Atlanta Braves – No. 46
- Pitcher
- Born: June 6, 1998 (age 28) Elk Grove, Illinois, U.S.
- Bats: LeftThrows: Left

MLB debut
- April 4, 2023, for the Atlanta Braves

MLB statistics (through 2026 season)
- Win–loss record: 7–3
- Earned run average: 4.39
- Strikeouts: 100
- Stats at Baseball Reference

Teams
- Atlanta Braves (2023–present);

= Dylan Dodd =

American baseball player (born 1998)

Dylan Martin Dodd (born June 6, 1998) is an American professional baseball pitcher for the Atlanta Braves of Major League Baseball (MLB). He made his MLB debut in 2023.

==Early life and amateur career==
Dylan Dodd was born to parents Mark and Thea Dodd. Mark coached Dylan's high school baseball and football teams. Dodd attended Bismarck Henning High School in Bismarck, Illinois, and played college baseball at Kankakee Community College and Southeast Missouri State University. In 2021, he was named the Ohio Valley Conference Pitcher of the Year. Dodd was drafted by the Atlanta Braves in the third round of the 2021 Major League Baseball draft, and was the first athlete in his high school's history to be selected in the MLB draft. Dodd joined the Braves after agreeing to a $125,000 signing bonus.

==Professional career==

Dodd spent his first professional season in 2021 with the Augusta GreenJackets and Rome Braves. He started 2022 with Rome before being promoted to the Mississippi Braves and ended the year with the Gwinnett Stripers.

Before the 2023 regular season began, Dodd participated in spring training and competed alongside Jared Shuster for the fifth spot in the Atlanta Braves' starting rotation. On March 26, 2023, after Kyle Wright was placed on the injured list, it was announced that both Dodd and Shuster had made the Opening Day roster and would pitch out of the rotation for the time being. On April 3, Dodd was officially selected to the 40-man roster. Dodd faced the St. Louis Cardinals in his major league debut the next day. He recorded a victory and three strikeouts while yielding one earned run on six hits in five innings. On April 9, 2023, Dodd allowed ten hits and seven earned runs, in just under five innings, in his first major league loss. Subsequently, on April 11, Dodd was optioned to the Gwinnett Stripers, as Wright was reinstated from the injured list. In 7 starts for Atlanta in his rookie campaign, he recorded a 7.60 ERA with 15 strikeouts across 34 1/3 innings of work.

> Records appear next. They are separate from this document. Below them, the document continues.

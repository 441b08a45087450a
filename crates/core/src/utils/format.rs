//! Display helpers for user-facing notification copy.

use rust_decimal::{Decimal, RoundingStrategy};

use crate::constants::{MONEY_DISPLAY_PRECISION, PERCENT_DISPLAY_PRECISION};

/// `$1234.50`, with a leading minus for negative amounts.
pub fn money(amount: Decimal) -> String {
    let rounded = amount.round_dp_with_strategy(
        MONEY_DISPLAY_PRECISION,
        RoundingStrategy::MidpointAwayFromZero,
    );
    if rounded.is_sign_negative() && !rounded.is_zero() {
        format!("-${:.2}", rounded.abs())
    } else {
        format!("${:.2}", rounded.abs())
    }
}

/// Rounds a percentage for display (one decimal).
pub fn round_percent(value: Decimal) -> Decimal {
    value.round_dp_with_strategy(
        PERCENT_DISPLAY_PRECISION,
        RoundingStrategy::MidpointAwayFromZero,
    )
}

#[cfg(test)]
mod tests {
    use super::*;
    use rust_decimal_macros::dec;

    #[test]
    fn test_money() {
        assert_eq!(money(dec!(665)), "$665.00");
        assert_eq!(money(dec!(10.005)), "$10.01");
        assert_eq!(money(dec!(-42.5)), "-$42.50");
        assert_eq!(money(dec!(-0.001)), "$0.00");
    }

    #[test]
    fn test_round_percent() {
        assert_eq!(round_percent(dec!(63.3333)), dec!(63.3));
        assert_eq!(round_percent(dec!(12.25)), dec!(12.3));
    }
}
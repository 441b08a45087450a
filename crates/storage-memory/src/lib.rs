//! In-memory storage implementation for Finsight.
//!
//! This crate implements the repository traits defined in `finsight-core` on
//! top of concurrent maps. Records cross a JSON boundary on every read and
//! write, the same way they would for a durable keyed store, so nothing in
//! core can depend on sharing mutable state with the store.
//!
//! ```text
//!          core (domain)
//!                │
//!                ▼
//!   storage-memory (this crate)
//!                │
//!                ▼
//!        MemoryStore (DashMap)
//! ```

pub mod achievements;
pub mod errors;
pub mod notifications;
pub mod records;
pub mod scorecard;
pub mod store;
pub mod transactions;

pub use achievements::AchievementRepository;
pub use errors::{IntoCore, StorageError};
pub use notifications::NotificationRepository;
pub use records::{FinancialRecords, FinancialRecordsRepository, StoredSnapshotSource};
pub use scorecard::ScorecardRepository;
pub use store::MemoryStore;
pub use transactions::TransactionRepository;

// Re-export from finsight-core for convenience
pub use finsight_core::errors::{DatabaseError, Error, Result};
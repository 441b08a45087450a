//! Category scorer implementations.
//!
//! One scorer per weighted category; weights sum to 100:
//! - Income stability (20)
//! - Savings ratio (20)
//! - Investment health (15)
//! - Debt management (15)
//! - Expense control (15)
//! - Goal progress (10)
//! - Guardrails usage (5)

pub mod debt;
pub mod expenses;
pub mod goals;
pub mod guardrails;
pub mod income;
pub mod investments;
pub mod savings;

pub use debt::DebtManagementScorer;
pub use expenses::ExpenseControlScorer;
pub use goals::GoalProgressScorer;
pub use guardrails::GuardrailsUsageScorer;
pub use income::IncomeStabilityScorer;
pub use investments::InvestmentHealthScorer;
pub use savings::SavingsRatioScorer;

use super::traits::CategoryScorer;

/// The seven scorers in report order.
pub fn default_scorers() -> Vec<Box<dyn CategoryScorer>> {
    vec![
        Box::new(IncomeStabilityScorer),
        Box::new(SavingsRatioScorer),
        Box::new(InvestmentHealthScorer),
        Box::new(DebtManagementScorer),
        Box::new(ExpenseControlScorer),
        Box::new(GoalProgressScorer),
        Box::new(GuardrailsUsageScorer),
    ]
}
//! Scorecard traits.
//!
//! - `CategoryScorer` - one weighted scoring category
//! - `ScorecardRepositoryTrait` - per-user scorecard history storage
//! - `FinancialSnapshotSource` - external financial data fetch
//! - `ScorecardServiceTrait` - generation and read-side contract

use async_trait::async_trait;
use chrono::{DateTime, Utc};

use super::errors::ScorecardError;
use super::model::{CategoryScore, FinancialSnapshot, ScoreCard, ScoreCategory, ScorecardStatus};
use crate::errors::Result;

/// Inputs shared by every category scorer.
#[derive(Debug, Clone, Copy, PartialEq)]
pub struct ScoringContext {
    /// Savings target in percent of income
    pub savings_target: f64,
}

/// One weighted scoring category.
///
/// Scorers are pure: the same snapshot always yields the same score, and
/// `points` never exceeds `max_points()`.
pub trait CategoryScorer: Send + Sync {
    fn category(&self) -> ScoreCategory;

    fn max_points(&self) -> u32;

    fn score(
        &self,
        snapshot: &FinancialSnapshot,
        ctx: &ScoringContext,
    ) -> std::result::Result<CategoryScore, ScorecardError>;
}

/// Storage for a user's scorecard history, newest first.
pub trait ScorecardRepositoryTrait: Send + Sync {
    fn load_history(&self, user_id: &str) -> Result<Vec<ScoreCard>>;
    fn save_history(&self, user_id: &str, history: Vec<ScoreCard>) -> Result<()>;
}

/// Supplies the financial records a scorecard is computed from.
#[async_trait]
pub trait FinancialSnapshotSource: Send + Sync {
    async fn fetch_snapshot(
        &self,
        user_id: &str,
    ) -> std::result::Result<FinancialSnapshot, ScorecardError>;
}

#[async_trait]
pub trait ScorecardServiceTrait: Send + Sync {
    /// Fetches, computes, persists and announces a scorecard. Computation
    /// failures return a degraded scorecard instead of an error.
    async fn generate(&self, user_id: &str) -> Result<ScoreCard>;
    async fn generate_at(&self, user_id: &str, now: DateTime<Utc>) -> Result<ScoreCard>;
    /// Regenerates only when the latest scorecard is missing or stale.
    async fn generate_if_stale(&self, user_id: &str) -> Result<ScoreCard>;
    async fn generate_if_stale_at(&self, user_id: &str, now: DateTime<Utc>) -> Result<ScoreCard>;
    fn save(&self, user_id: &str, scorecard: ScoreCard) -> Result<()>;
    fn get_latest(&self, user_id: &str) -> Result<Option<ScoreCard>>;
    fn get_history(&self, user_id: &str) -> Result<Vec<ScoreCard>>;
    fn should_regenerate(&self, user_id: &str) -> Result<bool>;
    fn should_regenerate_at(&self, user_id: &str, now: DateTime<Utc>) -> Result<bool>;
    fn status(&self, user_id: &str) -> ScorecardStatus;
}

Dodd was optioned to Triple–A Gwinnett to begin the 2024 season. He made only one appearance for Atlanta in 2024, allowing two runs on four hits with two strikeouts across two innings pitched. Dodd was optioned to Triple-A Gwinnett to begin the 2025 season. He would appear in 28 contests for Atlanta during the regular season, compiling a 1-0 record and 3.60 ERA with 30 strikeouts over 35 innings of work.

Dodd was again optioned to Triple-A Gwinnett to begin the 2026 season.